Table 4. Tests of measurement invariance of the bifactor ESEM of the Japanese version of the State Self-Compassion Scale across sexes in Study 1.
Construct Validity of the Japanese Version of the State Self-Compassion Scale
We calculated Pearson’s product-moment correlations between state self-compassion and the other study variables (Table 5). Most noteworthy are the correlations between the state and trait self-compassion which were strong yet not overly high, suggesting that the SSCS-J and the SCS-J would measure the different aspects of self-compassion (i.e., state versus trait levels). State self-compassion was associated with higher levels of positive affect and controllability appraisal, and lower levels of negative affect, threat appraisal, as well as fear and negative beliefs about self-compassion. These associations were similar to the relationships between trait self-compassion and these variables (see Supplementary Table 4, for more). In summary, these results support the construct validity of the SSCS-J.
Table 5. Descriptive statistics of and Pearson’s correlations between state self-compassion and other study variables in Study 1.
Unique Relations of State and Trait Self-Compassion to Situational and Dispositional Variables
We estimated a path model in which state and trait self-compassion were specified to predict the other variables (Table 6). As expected, state self-compassion was more strongly associated with situational variables, such as, high controllability appraisal, low threat appraisal, and low negative affect in comparison to trait self-compassion. State self-compassion was not significantly related to the disposition to hold negative beliefs about self-compassion as anticipated. In contrast, state and trait levels of self-compassion were associated with high positive affect and low fear of self-compassion to the same degree.

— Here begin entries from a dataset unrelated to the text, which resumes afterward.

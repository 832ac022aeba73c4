//! The fitted topic model: training, labeling, clustering and topic summaries.

use std::fs::File;
use std::io::{BufReader, BufWriter};
use std::path::Path;
use std::sync::Arc;

use chrono::{DateTime, Utc};
use parking_lot::RwLock;
use serde::{Deserialize, Serialize};
use tracing::{debug, info};

use crate::config::{ModelConfig, VectorizerConfig};
use crate::document::Document;
use crate::error::{Result, TopicError};
use crate::inference::{argmax, summarize_topics, FittedTopics, GibbsSampler, InferenceEngine, TopicSummary};
use crate::selection::{check_fit, ModelSelector, SUMMARY_WORDS};
use crate::tokenizer::{RegexTokenizer, Tokenizer};
use crate::vectorizer::CountVectorizer;

/// A document paired with its most likely topic.
#[derive(Debug, Clone, Copy, PartialEq)]
pub struct Label<'a, D> {
    pub document: &'a D,
    pub topic: usize,
    pub probability: f64,
}

/// Immutable result of one successful `train`.
#[derive(Debug)]
pub struct Snapshot {
    vectorizer: CountVectorizer,
    fitted: FittedTopics,
    trained_at: DateTime<Utc>,
}

impl Snapshot {
    pub fn n_topics(&self) -> usize {
        self.fitted.n_topics()
    }

    pub fn vocabulary(&self) -> &[String] {
        self.vectorizer.vocabulary()
    }

    pub fn fitted(&self) -> &FittedTopics {
        &self.fitted
    }

    pub fn log_likelihood(&self) -> f64 {
        self.fitted.log_likelihood
    }

    pub fn trained_at(&self) -> DateTime<Utc> {
        self.trained_at
    }
}

/// On-disk form of a trained model.
#[derive(Debug, Serialize, Deserialize)]
struct SavedModel {
    vectorizer: VectorizerConfig,
    vocabulary: Vec<String>,
    n_topics: usize,
    fitted: FittedTopics,
    trained_at: DateTime<Utc>,
}

/// LDA topic model over a corpus of short documents.
///
/// Starts untrained. Each successful `train` publishes a new [`Snapshot`];
/// queries work on the snapshot current when they start, so a concurrent
/// retrain never shows them a half-updated model.
pub struct TopicModel<E: InferenceEngine = GibbsSampler> {
    config: ModelConfig,
    engine: E,
    tokenizer: Arc<dyn Tokenizer>,
    snapshot: RwLock<Option<Arc<Snapshot>>>,
}

impl TopicModel<GibbsSampler> {
    pub fn new(config: ModelConfig) -> Result<Self> {
        let engine = GibbsSampler::new(config.sampler.clone());
        Self::with_engine(config, engine)
    }

    /// Load a model written by [`TopicModel::save`]. The saved vectorizer
    /// settings replace those in `config`.
    pub fn load(path: impl AsRef<Path>, config: ModelConfig) -> Result<Self> {
        let engine = GibbsSampler::new(config.sampler.clone());
        Self::load_with_engine(path, config, engine)
    }
}

impl<E: InferenceEngine> TopicModel<E> {
    pub fn with_engine(config: ModelConfig, engine: E) -> Result<Self> {
        config.validate()?;
        Ok(TopicModel {
            config,
            engine,
            tokenizer: Arc::new(RegexTokenizer::default()),
            snapshot: RwLock::new(None),
        })
    }

    pub fn load_with_engine(path: impl AsRef<Path>, mut config: ModelConfig, engine: E) -> Result<Self> {
        let reader = BufReader::new(File::open(path.as_ref())?);
        let saved: SavedModel = serde_json::from_reader(reader)?;

        if saved.fitted.n_topics() != saved.n_topics {
            return Err(TopicError::Configuration(format!(
                "saved model declares {} topics but stores {}",
                saved.n_topics,
                saved.fitted.n_topics()
            )));
        }
        saved
            .fitted
            .check_shape(saved.vocabulary.len())
            .and_then(|()| saved.fitted.check_simplices())
            .map_err(TopicError::Configuration)?;

        config.vectorizer = saved.vectorizer.clone();
        let model = Self::with_engine(config, engine)?;
        let vectorizer = CountVectorizer::with_vocabulary(
            saved.vectorizer,
            Arc::clone(&model.tokenizer),
            saved.vocabulary,
        )?;
        *model.snapshot.write() = Some(Arc::new(Snapshot {
            vectorizer,
            fitted: saved.fitted,
            trained_at: saved.trained_at,
        }));
        info!(path = %path.as_ref().display(), n_topics = saved.n_topics, "Loaded topic model");
        Ok(model)
    }

    /// Use `tokenizer` for every later `train`.
    pub fn with_tokenizer(mut self, tokenizer: Arc<dyn Tokenizer>) -> Self {
        self.tokenizer = tokenizer;
        self
    }

    pub fn is_trained(&self) -> bool {
        self.snapshot.read().is_some()
    }

    /// The current snapshot, if trained.
    pub fn snapshot(&self) -> Option<Arc<Snapshot>> {
        self.snapshot.read().clone()
    }

    pub fn n_topics(&self) -> Option<usize> {
        self.snapshot().map(|s| s.n_topics())
    }

    pub fn log_likelihood(&self) -> Option<f64> {
        self.snapshot().map(|s| s.log_likelihood())
    }

    fn current(&self) -> Result<Arc<Snapshot>> {
        self.snapshot().ok_or(TopicError::UntrainedModel)
    }

    /// Fit a fresh vocabulary and topic model to `documents`, replacing any
    /// previous one. Searches the candidate range unless `n_topics` is fixed.
    /// On error the previous model stays in place.
    pub fn train<D: Document>(&self, documents: &[D]) -> Result<Arc<Snapshot>> {
        let mut vectorizer =
            CountVectorizer::with_tokenizer(self.config.vectorizer.clone(), Arc::clone(&self.tokenizer))?;
        let dtm = vectorizer.fit_transform(documents)?;
        let selection = &self.config.selection;

        let fitted = match self.config.n_topics {
            Some(k) => {
                let fitted = self.engine.fit(&dtm, k, selection.seed, selection.iterations)?;
                check_fit(k, &dtm, &fitted)?;
                if self.config.verbose {
                    for summary in summarize_topics(&fitted, vectorizer.vocabulary(), SUMMARY_WORDS) {
                        info!(k, "{}", summary);
                    }
                }
                fitted
            }
            None => {
                let mut selector = ModelSelector::new(&self.engine, selection)?;
                if self.config.verbose {
                    selector = selector.verbose(vectorizer.vocabulary());
                }
                selector.select(&dtm)?.fitted
            }
        };

        let snapshot = Arc::new(Snapshot {
            vectorizer,
            fitted,
            trained_at: Utc::now(),
        });
        *self.snapshot.write() = Some(Arc::clone(&snapshot));

        info!(
            documents = documents.len(),
            vocabulary = snapshot.vocabulary().len(),
            n_topics = snapshot.n_topics(),
            log_likelihood = snapshot.log_likelihood(),
            "Trained topic model"
        );
        Ok(snapshot)
    }

    /// Label each document with its most probable topic under the trained
    /// model. Documents are vectorized and transformed lazily, one per item.
    pub fn identify<'a, D: Document>(
        &'a self,
        documents: &'a [D],
    ) -> Result<impl Iterator<Item = Label<'a, D>> + 'a> {
        let snapshot = self.current()?;
        Ok(documents.iter().map(move |document| {
            // Snapshot vectorizers are always fitted.
            let row = snapshot
                .vectorizer
                .transform_one(document.body())
                .unwrap_or_default();
            let distribution = self.engine.transform(&snapshot.fitted, &row);
            let topic = argmax(&distribution);
            Label {
                document,
                topic,
                probability: distribution.get(topic).copied().unwrap_or(0.0),
            }
        }))
    }

    /// Most probable topic of each training document at training time.
    pub fn assignments(&self) -> Result<Vec<usize>> {
        let snapshot = self.current()?;
        Ok(snapshot.fitted.doc_topic.iter().map(|row| argmax(row)).collect())
    }

    /// Group the training documents by their most probable topic at training
    /// time. Trains on `documents` first if the model is untrained.
    ///
    /// Returns one group per topic in topic order; groups may be empty.
    pub fn cluster<'a, D: Document>(&self, documents: &'a [D]) -> Result<Vec<Vec<&'a D>>> {
        if !self.is_trained() {
            debug!(documents = documents.len(), "Model untrained, training on cluster corpus");
            self.train(documents)?;
        }
        let snapshot = self.current()?;
        let n_docs = snapshot.fitted.n_docs();
        if documents.len() != n_docs {
            return Err(TopicError::CorpusMismatch {
                expected: n_docs,
                actual: documents.len(),
            });
        }

        let mut clusters: Vec<Vec<&'a D>> = vec![Vec::new(); snapshot.n_topics()];
        for (document, row) in documents.iter().zip(&snapshot.fitted.doc_topic) {
            clusters[argmax(row)].push(document);
        }
        Ok(clusters)
    }

    /// The `n` most probable terms of `topic`, most probable first.
    pub fn top_words(&self, topic: usize, n: usize) -> Result<Vec<String>> {
        let snapshot = self.current()?;
        if topic >= snapshot.n_topics() {
            return Err(TopicError::TopicOutOfRange {
                topic,
                n_topics: snapshot.n_topics(),
            });
        }
        let vocabulary = snapshot.vocabulary();
        Ok(snapshot
            .fitted
            .top_term_indices(topic, n)
            .into_iter()
            .map(|term| vocabulary[term].clone())
            .collect())
    }

    pub fn topic_summaries(&self, n: usize) -> Result<Vec<TopicSummary>> {
        let snapshot = self.current()?;
        Ok(summarize_topics(&snapshot.fitted, snapshot.vocabulary(), n))
    }

    /// Write the trained model as JSON.
    pub fn save(&self, path: impl AsRef<Path>) -> Result<()> {
        let snapshot = self.current()?;
        let saved = SavedModel {
            vectorizer: snapshot.vectorizer.config().clone(),
            vocabulary: snapshot.vocabulary().to_vec(),
            n_topics: snapshot.n_topics(),
            fitted: snapshot.fitted.clone(),
            trained_at: snapshot.trained_at,
        };
        let writer = BufWriter::new(File::create(path.as_ref())?);
        serde_json::to_writer(writer, &saved)?;
        info!(path = %path.as_ref().display(), "Saved topic model");
        Ok(())
    }
}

Table 6. Path model of state and trait self-compassion in relation to cognitive appraisals, affect, fear of self-compassion, and negative beliefs about self-compassion.
Evaluation of the Short Version of the Japanese Version of the State Self-Compassion Scale
We finally tested whether the short version of the SSCS-J would have an adequate model fit and reliability. Following the previous research (Neff et al., 2021), we used six items to conduct CFA (see Supplementary Table 1). The one-factor CFA solution reasonably fit to the data (CFI = 0.941, TLI = 0.901, RMSEA = 0.098 [90% CI 0.076, 0.122]). Note that RMSEA did not reach a cut-off point, but this might be due to the small degree of freedom and thus does not necessarily indicate poor model fit (Kenny et al., 2015; see also Neff et al., 2021, for a similar result). Factor loadings were statistically significant and ranged from 0.105 to 0.757 (M = 0.488). Although Cronbach’s α coefficient (α = 0.604) was slightly lower than the typical thresholds, this short form correlated highly with the SSCS-J, r = 0.90, p < 0.001.
In Study 2, we aimed to cross-validate the bifactor ESEM representation of the SSCS-J and examined whether the experimental manipulation of self-compassion increased state self-compassion. Following Neff et al. (2021, Study 2), we adopted the self-compassionate mindstate induction (SCMI), which instructed participants to reflect on their painful experience from the perspective of self-compassion. We further extended Neff et al. (2021) by investigating the influence of SCMI on trait self-compassion.
We recruited participants in Japan through a crowdsourcing company (Lancers Inc.). A total of 496 participants agreed to participate in the online experiment on Qualtrics and these participants were paid 200 yen (approximately 2 United States dollars). Informed consent was obtained electronically. We excluded the data of 22 participants who either failed the attention check item (n = 11), left a blank on the writing task (n = 1), or reported that they could not recall their personal suffering (n = 10). The final sample of 474 participants (230 men, 244 women; Mage = 42.0, SD = 9.6) were randomly assigned to either the SCMI condition (n = 223) or the control condition (n = 251).
First, participants were asked to recall a personal experience that was still causing them pain or suffering and to indicate how well they could recall such event (1 = I could not recall it at all, 2 = I could recall it somewhat, 3 = I could recall it, 4 = I could recall it sufficiently) and how much suffering they have been experiencing (i.e., “This event makes me suffer”) on a 5-point scale (1 = not at all true for me, 5 = very true for me). They also completed the pretest measure of state self-compassion.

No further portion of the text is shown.